What needs to be done:
All of the records below should be output exactly.

Data:
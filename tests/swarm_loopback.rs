use std::path::{Path, PathBuf};
use std::time::Duration;
use swarm_transfer::config::TransferConfig;
use swarm_transfer::manager::{self, DownloadRequest, TransferHandle, TransferManager};
use swarm_transfer::{
    Collaborators, FileHash, FileTransferStrategy, JsonResumeStore, LoopbackNetwork, PeerId, StaticFileIndex, CHUNK_SIZE,
};
use tempfile::tempdir;
use tokio::task::JoinHandle;

fn settings(root: &Path, node: &str) -> TransferConfig {
    TransferConfig {
        incoming_directory: root.join(node).join("incoming").to_string_lossy().into_owned(),
        resume_directory: root.join(node).join("resume").to_string_lossy().into_owned(),
        strategy: FileTransferStrategy::Random,
        default_tick_ms: 10,
        backoff_base_ms: 10,
        backoff_max_ms: 100,
        // Another leecher cannot vouch for chunks it is still downloading
        checksum_timeout_secs: 1,
        ..TransferConfig::default()
    }
}

fn shared_file(root: &Path, len: usize) -> (PathBuf, Vec<u8>) {
    let data: Vec<u8> = (0..len).map(|i| (i * 31 % 253) as u8).collect();
    let path = root.join("shared.iso");
    std::fs::write(&path, &data).unwrap();
    (path, data)
}

fn start_node(network: &LoopbackNetwork, peer: PeerId, collaborators: Collaborators, settings: TransferConfig) -> (TransferHandle, JoinHandle<()>) {
    let (handle, join) = manager::spawn(TransferManager::new(peer, settings, collaborators));
    network.register(peer, handle.sender());
    (handle, join)
}

async fn wait_until_complete(handle: &TransferHandle, id: u64) {
    let result = tokio::time::timeout(Duration::from_secs(60), async {
        loop {
            let progress = handle.downloads_progress().await.unwrap();
            if progress.iter().any(|p| p.id == id && p.completed) {
                return;
            }
            tokio::time::sleep(Duration::from_millis(20)).await;
        }
    })
    .await;
    assert!(result.is_ok(), "download {id} did not complete");
}

fn download(id: u64, hash: FileHash, size: u64) -> DownloadRequest {
    DownloadRequest {
        id,
        name: "copy.iso".to_string(),
        hash,
        size,
        from: None,
        chunk_map: None,
    }
}

#[tokio::test]
async fn test_download_through_tunnels_with_verification() {
    let root = tempdir().unwrap();
    let (path, data) = shared_file(root.path(), 2 * CHUNK_SIZE as usize + 4321);
    let mut files = StaticFileIndex::default();
    let hash = files.add_file(path).unwrap();

    let network = LoopbackNetwork::default();
    let seeder_peer = PeerId::from_index(1);
    let leecher_peer = PeerId::from_index(2);
    let (seeder, seeder_join) = start_node(
        &network,
        seeder_peer,
        Collaborators::new(network.transport(seeder_peer)).with_files(files),
        settings(root.path(), "seeder"),
    );
    let (leecher, leecher_join) = start_node(
        &network,
        leecher_peer,
        Collaborators::new(network.transport(leecher_peer)),
        settings(root.path(), "leecher"),
    );

    leecher.start_download(download(1, hash, data.len() as u64)).unwrap();
    wait_until_complete(&leecher, 1).await;

    let copy = root.path().join("leecher").join("incoming").join("copy.iso");
    assert_eq!(std::fs::read(&copy).unwrap(), data);
    let temp = root.path().join("leecher").join("incoming").join(format!(".{}.swarmpart", hash));
    assert!(!temp.exists());

    let uploads = seeder.uploads_progress().await.unwrap();
    assert_eq!(uploads.len(), 1);
    assert_eq!(uploads[0].current, data.len() as u64);

    leecher.shutdown();
    seeder.shutdown();
    leecher_join.await.unwrap();
    seeder_join.await.unwrap();
}

#[tokio::test]
async fn test_two_leechers_swarm_from_one_seeder() {
    let root = tempdir().unwrap();
    let (path, data) = shared_file(root.path(), 4 * CHUNK_SIZE as usize);
    let mut files = StaticFileIndex::default();
    let hash = files.add_file(path).unwrap();

    let network = LoopbackNetwork::default();
    let seeder_peer = PeerId::from_index(1);
    let (seeder, seeder_join) = start_node(
        &network,
        seeder_peer,
        Collaborators::new(network.transport(seeder_peer)).with_files(files),
        settings(root.path(), "seeder"),
    );
    let mut leechers = Vec::new();
    for index in [2u8, 3] {
        let peer = PeerId::from_index(index);
        leechers.push(start_node(
            &network,
            peer,
            Collaborators::new(network.transport(peer)),
            settings(root.path(), &format!("leecher{index}")),
        ));
    }

    for (handle, _) in &leechers {
        handle.start_download(download(7, hash, data.len() as u64)).unwrap();
    }
    for (handle, _) in &leechers {
        wait_until_complete(handle, 7).await;
    }
    for index in [2u8, 3] {
        let copy = root.path().join(format!("leecher{index}")).join("incoming").join("copy.iso");
        assert_eq!(std::fs::read(&copy).unwrap(), data);
    }

    for (handle, join) in leechers {
        handle.shutdown();
        join.await.unwrap();
    }
    seeder.shutdown();
    seeder_join.await.unwrap();
}

#[tokio::test]
async fn test_suspended_download_resumes_after_restart() {
    let root = tempdir().unwrap();
    let (path, data) = shared_file(root.path(), CHUNK_SIZE as usize + 100);
    let mut files = StaticFileIndex::default();
    let hash = files.add_file(path).unwrap();
    let leecher_settings = settings(root.path(), "leecher");
    let resume_dir = PathBuf::from(&leecher_settings.resume_directory);

    // No source around yet: the download is suspended on shutdown
    let network = LoopbackNetwork::default();
    let leecher_peer = PeerId::from_index(2);
    let (leecher, leecher_join) = start_node(
        &network,
        leecher_peer,
        Collaborators::new(network.transport(leecher_peer)).with_store(JsonResumeStore::new(resume_dir.clone())),
        leecher_settings.clone(),
    );
    leecher.start_download(download(3, hash, data.len() as u64)).unwrap();
    assert_eq!(leecher.downloads_progress().await.unwrap().len(), 1);
    leecher.shutdown();
    leecher_join.await.unwrap();
    network.unregister(&leecher_peer);

    let store = JsonResumeStore::new(resume_dir.clone());
    let suspended = store.load_all().unwrap();
    assert_eq!(suspended.len(), 1);
    assert_eq!(suspended[0].hash, hash);
    assert_eq!(suspended[0].completion_percentage(), 0.0);

    let seeder_peer = PeerId::from_index(1);
    let (seeder, seeder_join) = start_node(
        &network,
        seeder_peer,
        Collaborators::new(network.transport(seeder_peer)).with_files(files),
        settings(root.path(), "seeder"),
    );
    let (leecher, leecher_join) = start_node(
        &network,
        leecher_peer,
        Collaborators::new(network.transport(leecher_peer)).with_store(store),
        leecher_settings,
    );
    let request = DownloadRequest {
        from: Some(seeder_peer),
        ..DownloadRequest::from(suspended[0].clone())
    };
    leecher.start_download(request).unwrap();
    wait_until_complete(&leecher, 3).await;

    let copy = root.path().join("leecher").join("incoming").join("copy.iso");
    assert_eq!(std::fs::read(&copy).unwrap(), data);
    assert!(JsonResumeStore::new(resume_dir).load(3).is_none());

    leecher.shutdown();
    seeder.shutdown();
    leecher_join.await.unwrap();
    seeder_join.await.unwrap();
}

Output of the task:
filename tests/swarm_loopback.rs
use std::path::{Path, PathBuf};
use std::time::Duration;
use swarm_transfer::config::TransferConfig;
use swarm_transfer::manager::{self, DownloadRequest, TransferHandle, TransferManager};
use swarm_transfer::{
    Collaborators, FileHash, FileTransferStrategy, JsonResumeStore, LoopbackNetwork, PeerId, StaticFileIndex, CHUNK_SIZE,
};
use tempfile::tempdir;
use tokio::task::JoinHandle;

fn settings(root: &Path, node: &str) -> TransferConfig {
    TransferConfig {
        incoming_directory: root.join(node).join("incoming").to_string_lossy().into_owned(),
        resume_directory: root.join(node).join("resume").to_string_lossy().into_owned(),
        strategy: FileTransferStrategy::Random,
        default_tick_ms: 10,
        backoff_base_ms: 10,
        backoff_max_ms: 100,
        // Another leecher cannot vouch for chunks it is still downloading
        checksum_timeout_secs: 1,
        ..TransferConfig::default()
    }
}

fn shared_file(root: &Path, len: usize) -> (PathBuf, Vec<u8>) {
    let data: Vec<u8> = (0..len).map(|i| (i * 31 % 253) as u8).collect();
    let path = root.join("shared.iso");
    std::fs::write(&path, &data).unwrap();
    (path, data)
}

fn start_node(network: &LoopbackNetwork, peer: PeerId, collaborators: Collaborators, settings: TransferConfig) -> (TransferHandle, JoinHandle<()>) {
    let (handle, join) = manager::spawn(TransferManager::new(peer, settings, collaborators));
    network.register(peer, handle.sender());
    (handle, join)
}

async fn wait_until_complete(handle: &TransferHandle, id: u64) {
    let result = tokio::time::timeout(Duration::from_secs(60), async {
        loop {
            let progress = handle.downloads_progress().await.unwrap();
            if progress.iter().any(|p| p.id == id && p.completed) {
                return;
            }
            tokio::time::sleep(Duration::from_millis(20)).await;
        }
    })
    .await;
    assert!(result.is_ok(), "download {id} did not complete");
}

fn download(id: u64, hash: FileHash, size: u64) -> DownloadRequest {
    DownloadRequest {
        id,
        name: "copy.iso".to_string(),
        hash,
        size,
        from: None,
        chunk_map: None,
    }
}

#[tokio::test]
async fn test_download_through_tunnels_with_verification() {
    let root = tempdir().unwrap();
    let (path, data) = shared_file(root.path(), 2 * CHUNK_SIZE as usize + 4321);
    let mut files = StaticFileIndex::default();
    let hash = files.add_file(path).unwrap();

    let network = LoopbackNetwork::default();
    let seeder_peer = PeerId::from_index(1);
    let leecher_peer = PeerId::from_index(2);
    let (seeder, seeder_join) = start_node(
        &network,
        seeder_peer,
        Collaborators::new(network.transport(seeder_peer)).with_files(files),
        settings(root.path(), "seeder"),
    );
    let (leecher, leecher_join) = start_node(
        &network,
        leecher_peer,
        Collaborators::new(network.transport(leecher_peer)),
        settings(root.path(), "leecher"),
    );

    leecher.start_download(download(1, hash, data.len() as u64)).unwrap();
    wait_until_complete(&leecher, 1).await;

    let copy = root.path().join("leecher").join("incoming").join("copy.iso");
    assert_eq!(std::fs::read(&copy).unwrap(), data);
    let temp = root.path().join("leecher").join("incoming").join(format!(".{}.swarmpart", hash));
    assert!(!temp.exists());

    let uploads = seeder.uploads_progress().await.unwrap();
    assert_eq!(uploads.len(), 1);
    assert_eq!(uploads[0].current, data.len() as u64);

    leecher.shutdown();
    seeder.shutdown();
    leecher_join.await.unwrap();
    seeder_join.await.unwrap();
}

#[tokio::test]
async fn test_two_leechers_swarm_from_one_seeder() {
    let root = tempdir().unwrap();
    let (path, data) = shared_file(root.path(), 4 * CHUNK_SIZE as usize);
    let mut files = StaticFileIndex::default();
    let hash = files.add_file(path).unwrap();

    let network = LoopbackNetwork::default();
    let seeder_peer = PeerId::from_index(1);
    let (seeder, seeder_join) = start_node(
        &network,
        seeder_peer,
        Collaborators::new(network.transport(seeder_peer)).with_files(files),
        settings(root.path(), "seeder"),
    );
    let mut leechers = Vec::new();
    for index in [2u8, 3] {
        let peer = PeerId::from_index(index);
        leechers.push(start_node(
            &network,
            peer,
            Collaborators::new(network.transport(peer)),
            settings(root.path(), &format!("leecher{index}")),
        ));
    }

    for (handle, _) in &leechers {
        handle.start_download(download(7, hash, data.len() as u64)).unwrap();
    }
    for (handle, _) in &leechers {
        wait_until_complete(handle, 7).await;
    }
    for index in [2u8, 3] {
        let copy = root.path().join(format!("leecher{index}")).join("incoming").join("copy.iso");
        assert_eq!(std::fs::read(&copy).unwrap(), data);
    }

    for (handle, join) in leechers {
        handle.shutdown();
        join.await.unwrap();
    }
    seeder.shutdown();
    seeder_join.await.unwrap();
}

#[tokio::test]
async fn test_suspended_download_resumes_after_restart() {
    let root = tempdir().unwrap();
    let (path, data) = shared_file(root.path(), CHUNK_SIZE as usize + 100);
    let mut files = StaticFileIndex::default();
    let hash = files.add_file(path).unwrap();
    let leecher_settings = settings(root.path(), "leecher");
    let resume_dir = PathBuf::from(&leecher_settings.resume_directory);

    // No source around yet: the download is suspended on shutdown
    let network = LoopbackNetwork::default();
    let leecher_peer = PeerId::from_index(2);
    let (leecher, leecher_join) = start_node(
        &network,
        leecher_peer,
        Collaborators::new(network.transport(leecher_peer)).with_store(JsonResumeStore::new(resume_dir.clone())),
        leecher_settings.clone(),
    );
    leecher.start_download(download(3, hash, data.len() as u64)).unwrap();
    assert_eq!(leecher.downloads_progress().await.unwrap().len(), 1);
    leecher.shutdown();
    leecher_join.await.unwrap();
    network.unregister(&leecher_peer);

    let store = JsonResumeStore::new(resume_dir.clone());
    let suspended = store.load_all().unwrap();
    assert_eq!(suspended.len(), 1);
    assert_eq!(suspended[0].hash, hash);
    assert_eq!(suspended[0].completion_percentage(), 0.0);

    let seeder_peer = PeerId::from_index(1);
    let (seeder, seeder_join) = start_node(
        &network,
        seeder_peer,
        Collaborators::new(network.transport(seeder_peer)).with_files(files),
        settings(root.path(), "seeder"),
    );
    let (leecher, leecher_join) = start_node(
        &network,
        leecher_peer,
        Collaborators::new(network.transport(leecher_peer)).with_store(store),
        leecher_settings,
    );
    let request = DownloadRequest {
        from: Some(seeder_peer),
        ..DownloadRequest::from(suspended[0].clone())
    };
    leecher.start_download(request).unwrap();
    wait_until_complete(&leecher, 3).await;

    let copy = root.path().join("leecher").join("incoming").join("copy.iso");
    assert_eq!(std::fs::read(&copy).unwrap(), data);
    assert!(JsonResumeStore::new(resume_dir).load(3).is_none());

    leecher.shutdown();
    seeder.shutdown();
    leecher_join.await.unwrap();
    seeder_join.await.unwrap();
}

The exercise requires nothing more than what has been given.